* **WORK ORDER**
The entries are to be repeated in full, without any change.
*** Opening RECORDS ***
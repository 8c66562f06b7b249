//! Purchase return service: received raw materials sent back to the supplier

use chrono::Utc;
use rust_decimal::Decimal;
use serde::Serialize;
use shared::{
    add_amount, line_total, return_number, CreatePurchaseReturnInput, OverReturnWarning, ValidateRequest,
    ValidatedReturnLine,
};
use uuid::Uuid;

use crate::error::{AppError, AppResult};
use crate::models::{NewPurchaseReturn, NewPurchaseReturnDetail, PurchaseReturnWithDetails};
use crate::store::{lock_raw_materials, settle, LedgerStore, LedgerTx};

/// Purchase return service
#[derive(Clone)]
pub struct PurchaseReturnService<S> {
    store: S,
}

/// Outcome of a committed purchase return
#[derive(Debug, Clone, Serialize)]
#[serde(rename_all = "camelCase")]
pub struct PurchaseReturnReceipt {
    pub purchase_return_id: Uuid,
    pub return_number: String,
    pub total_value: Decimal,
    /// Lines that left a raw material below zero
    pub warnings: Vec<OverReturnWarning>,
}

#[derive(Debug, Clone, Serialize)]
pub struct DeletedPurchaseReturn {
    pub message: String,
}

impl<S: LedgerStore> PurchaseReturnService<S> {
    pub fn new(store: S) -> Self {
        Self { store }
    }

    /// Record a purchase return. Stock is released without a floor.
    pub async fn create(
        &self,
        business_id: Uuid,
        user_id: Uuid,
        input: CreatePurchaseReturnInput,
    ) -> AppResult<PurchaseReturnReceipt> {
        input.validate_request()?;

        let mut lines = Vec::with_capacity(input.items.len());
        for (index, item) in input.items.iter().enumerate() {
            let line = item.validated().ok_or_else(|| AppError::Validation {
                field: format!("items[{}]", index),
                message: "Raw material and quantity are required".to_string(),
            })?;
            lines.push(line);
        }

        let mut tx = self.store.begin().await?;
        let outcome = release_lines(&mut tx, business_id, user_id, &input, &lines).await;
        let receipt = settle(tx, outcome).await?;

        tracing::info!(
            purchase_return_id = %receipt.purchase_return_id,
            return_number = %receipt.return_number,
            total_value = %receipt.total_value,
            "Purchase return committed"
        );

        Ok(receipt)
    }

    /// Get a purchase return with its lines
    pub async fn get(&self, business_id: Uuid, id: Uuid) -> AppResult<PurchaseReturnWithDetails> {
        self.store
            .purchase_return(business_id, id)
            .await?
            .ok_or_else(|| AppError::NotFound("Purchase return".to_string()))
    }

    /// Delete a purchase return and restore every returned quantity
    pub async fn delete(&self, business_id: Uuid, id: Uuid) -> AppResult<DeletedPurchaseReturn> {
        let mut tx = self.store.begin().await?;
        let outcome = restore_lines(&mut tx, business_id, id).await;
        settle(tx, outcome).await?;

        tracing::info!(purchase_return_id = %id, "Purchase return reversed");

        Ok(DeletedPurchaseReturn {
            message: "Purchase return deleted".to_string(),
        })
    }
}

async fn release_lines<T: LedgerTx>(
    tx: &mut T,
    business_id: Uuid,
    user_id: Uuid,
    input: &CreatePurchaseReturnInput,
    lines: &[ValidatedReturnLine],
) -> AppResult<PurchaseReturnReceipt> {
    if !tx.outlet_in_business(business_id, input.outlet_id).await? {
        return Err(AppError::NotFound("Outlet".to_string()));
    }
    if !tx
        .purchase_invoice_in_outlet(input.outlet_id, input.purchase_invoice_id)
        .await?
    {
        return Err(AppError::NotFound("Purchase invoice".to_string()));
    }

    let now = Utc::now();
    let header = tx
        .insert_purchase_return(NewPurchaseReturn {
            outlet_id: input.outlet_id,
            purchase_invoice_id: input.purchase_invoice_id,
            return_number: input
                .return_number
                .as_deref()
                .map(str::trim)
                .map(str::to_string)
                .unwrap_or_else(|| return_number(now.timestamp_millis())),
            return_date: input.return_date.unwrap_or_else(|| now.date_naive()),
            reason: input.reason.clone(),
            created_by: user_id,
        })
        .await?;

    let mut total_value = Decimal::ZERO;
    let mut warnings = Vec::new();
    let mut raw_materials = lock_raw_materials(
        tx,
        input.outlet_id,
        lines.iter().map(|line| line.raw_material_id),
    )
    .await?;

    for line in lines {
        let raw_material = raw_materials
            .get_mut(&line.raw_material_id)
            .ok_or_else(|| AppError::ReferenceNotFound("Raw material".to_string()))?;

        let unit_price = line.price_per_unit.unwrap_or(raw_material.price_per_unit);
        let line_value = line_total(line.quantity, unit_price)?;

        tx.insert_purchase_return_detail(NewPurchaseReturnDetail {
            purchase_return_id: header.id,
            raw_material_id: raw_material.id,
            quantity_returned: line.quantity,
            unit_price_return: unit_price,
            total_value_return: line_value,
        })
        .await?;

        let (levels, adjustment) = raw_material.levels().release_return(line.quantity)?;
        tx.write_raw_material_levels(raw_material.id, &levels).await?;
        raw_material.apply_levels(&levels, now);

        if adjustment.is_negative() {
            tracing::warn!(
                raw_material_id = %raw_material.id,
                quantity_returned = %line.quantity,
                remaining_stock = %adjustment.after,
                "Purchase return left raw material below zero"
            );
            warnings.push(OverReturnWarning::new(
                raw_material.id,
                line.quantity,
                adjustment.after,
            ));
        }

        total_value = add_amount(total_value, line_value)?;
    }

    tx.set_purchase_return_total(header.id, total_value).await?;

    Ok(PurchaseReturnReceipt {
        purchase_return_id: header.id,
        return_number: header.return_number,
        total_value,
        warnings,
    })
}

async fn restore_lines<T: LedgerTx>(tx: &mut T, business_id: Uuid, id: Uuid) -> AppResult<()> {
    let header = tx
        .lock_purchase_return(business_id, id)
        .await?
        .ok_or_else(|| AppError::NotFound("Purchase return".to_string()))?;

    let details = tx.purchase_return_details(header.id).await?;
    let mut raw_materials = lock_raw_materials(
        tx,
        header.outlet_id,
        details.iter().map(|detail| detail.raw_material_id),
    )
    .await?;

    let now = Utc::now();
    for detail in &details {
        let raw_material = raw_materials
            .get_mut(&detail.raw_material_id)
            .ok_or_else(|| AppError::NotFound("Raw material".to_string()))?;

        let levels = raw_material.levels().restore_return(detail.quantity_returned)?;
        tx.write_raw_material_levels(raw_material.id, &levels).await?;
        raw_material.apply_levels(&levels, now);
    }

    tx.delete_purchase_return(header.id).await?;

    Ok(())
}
*** Closing RECORDS ***
* **FINAL ANSWER**
repository 8c66562f06b7b249
//! Purchase return service: received raw materials sent back to the supplier

use chrono::Utc;
use rust_decimal::Decimal;
use serde::Serialize;
use shared::{
    add_amount, line_total, return_number, CreatePurchaseReturnInput, OverReturnWarning, ValidateRequest,
    ValidatedReturnLine,
};
use uuid::Uuid;

use crate::error::{AppError, AppResult};
use crate::models::{NewPurchaseReturn, NewPurchaseReturnDetail, PurchaseReturnWithDetails};
use crate::store::{lock_raw_materials, settle, LedgerStore, LedgerTx};

/// Purchase return service
#[derive(Clone)]
pub struct PurchaseReturnService<S> {
    store: S,
}

/// Outcome of a committed purchase return
#[derive(Debug, Clone, Serialize)]
#[serde(rename_all = "camelCase")]
pub struct PurchaseReturnReceipt {
    pub purchase_return_id: Uuid,
    pub return_number: String,
    pub total_value: Decimal,
    /// Lines that left a raw material below zero
    pub warnings: Vec<OverReturnWarning>,
}

#[derive(Debug, Clone, Serialize)]
pub struct DeletedPurchaseReturn {
    pub message: String,
}

impl<S: LedgerStore> PurchaseReturnService<S> {
    pub fn new(store: S) -> Self {
        Self { store }
    }

    /// Record a purchase return. Stock is released without a floor.
    pub async fn create(
        &self,
        business_id: Uuid,
        user_id: Uuid,
        input: CreatePurchaseReturnInput,
    ) -> AppResult<PurchaseReturnReceipt> {
        input.validate_request()?;

        let mut lines = Vec::with_capacity(input.items.len());
        for (index, item) in input.items.iter().enumerate() {
            let line = item.validated().ok_or_else(|| AppError::Validation {
                field: format!("items[{}]", index),
                message: "Raw material and quantity are required".to_string(),
            })?;
            lines.push(line);
        }

        let mut tx = self.store.begin().await?;
        let outcome = release_lines(&mut tx, business_id, user_id, &input, &lines).await;
        let receipt = settle(tx, outcome).await?;

        tracing::info!(
            purchase_return_id = %receipt.purchase_return_id,
            return_number = %receipt.return_number,
            total_value = %receipt.total_value,
            "Purchase return committed"
        );

        Ok(receipt)
    }

    /// Get a purchase return with its lines
    pub async fn get(&self, business_id: Uuid, id: Uuid) -> AppResult<PurchaseReturnWithDetails> {
        self.store
            .purchase_return(business_id, id)
            .await?
            .ok_or_else(|| AppError::NotFound("Purchase return".to_string()))
    }

    /// Delete a purchase return and restore every returned quantity
    pub async fn delete(&self, business_id: Uuid, id: Uuid) -> AppResult<DeletedPurchaseReturn> {
        let mut tx = self.store.begin().await?;
        let outcome = restore_lines(&mut tx, business_id, id).await;
        settle(tx, outcome).await?;

        tracing::info!(purchase_return_id = %id, "Purchase return reversed");

        Ok(DeletedPurchaseReturn {
            message: "Purchase return deleted".to_string(),
        })
    }
}

async fn release_lines<T: LedgerTx>(
    tx: &mut T,
    business_id: Uuid,
    user_id: Uuid,
    input: &CreatePurchaseReturnInput,
    lines: &[ValidatedReturnLine],
) -> AppResult<PurchaseReturnReceipt> {
    if !tx.outlet_in_business(business_id, input.outlet_id).await? {
        return Err(AppError::NotFound("Outlet".to_string()));
    }
    if !tx
        .purchase_invoice_in_outlet(input.outlet_id, input.purchase_invoice_id)
        .await?
    {
        return Err(AppError::NotFound("Purchase invoice".to_string()));
    }

    let now = Utc::now();
    let header = tx
        .insert_purchase_return(NewPurchaseReturn {
            outlet_id: input.outlet_id,
            purchase_invoice_id: input.purchase_invoice_id,
            return_number: input
                .return_number
                .as_deref()
                .map(str::trim)
                .map(str::to_string)
                .unwrap_or_else(|| return_number(now.timestamp_millis())),
            return_date: input.return_date.unwrap_or_else(|| now.date_naive()),
            reason: input.reason.clone(),
            created_by: user_id,
        })
        .await?;

    let mut total_value = Decimal::ZERO;
    let mut warnings = Vec::new();
    let mut raw_materials = lock_raw_materials(
        tx,
        input.outlet_id,
        lines.iter().map(|line| line.raw_material_id),
    )
    .await?;

    for line in lines {
        let raw_material = raw_materials
            .get_mut(&line.raw_material_id)
            .ok_or_else(|| AppError::ReferenceNotFound("Raw material".to_string()))?;

        let unit_price = line.price_per_unit.unwrap_or(raw_material.price_per_unit);
        let line_value = line_total(line.quantity, unit_price)?;

        tx.insert_purchase_return_detail(NewPurchaseReturnDetail {
            purchase_return_id: header.id,
            raw_material_id: raw_material.id,
            quantity_returned: line.quantity,
            unit_price_return: unit_price,
            total_value_return: line_value,
        })
        .await?;

        let (levels, adjustment) = raw_material.levels().release_return(line.quantity)?;
        tx.write_raw_material_levels(raw_material.id, &levels).await?;
        raw_material.apply_levels(&levels, now);

        if adjustment.is_negative() {
            tracing::warn!(
                raw_material_id = %raw_material.id,
                quantity_returned = %line.quantity,
                remaining_stock = %adjustment.after,
                "Purchase return left raw material below zero"
            );
            warnings.push(OverReturnWarning::new(
                raw_material.id,
                line.quantity,
                adjustment.after,
            ));
        }

        total_value = add_amount(total_value, line_value)?;
    }

    tx.set_purchase_return_total(header.id, total_value).await?;

    Ok(PurchaseReturnReceipt {
        purchase_return_id: header.id,
        return_number: header.return_number,
        total_value,
        warnings,
    })
}

async fn restore_lines<T: LedgerTx>(tx: &mut T, business_id: Uuid, id: Uuid) -> AppResult<()> {
    let header = tx
        .lock_purchase_return(business_id, id)
        .await?
        .ok_or_else(|| AppError::NotFound("Purchase return".to_string()))?;

    let details = tx.purchase_return_details(header.id).await?;
    let mut raw_materials = lock_raw_materials(
        tx,
        header.outlet_id,
        details.iter().map(|detail| detail.raw_material_id),
    )
    .await?;

    let now = Utc::now();
    for detail in &details {
        let raw_material = raw_materials
            .get_mut(&detail.raw_material_id)
            .ok_or_else(|| AppError::NotFound("Raw material".to_string()))?;

        let levels = raw_material.levels().restore_return(detail.quantity_returned)?;
        tx.write_raw_material_levels(raw_material.id, &levels).await?;
        raw_material.apply_levels(&levels, now);
    }

    tx.delete_purchase_return(header.id).await?;

    Ok(())
}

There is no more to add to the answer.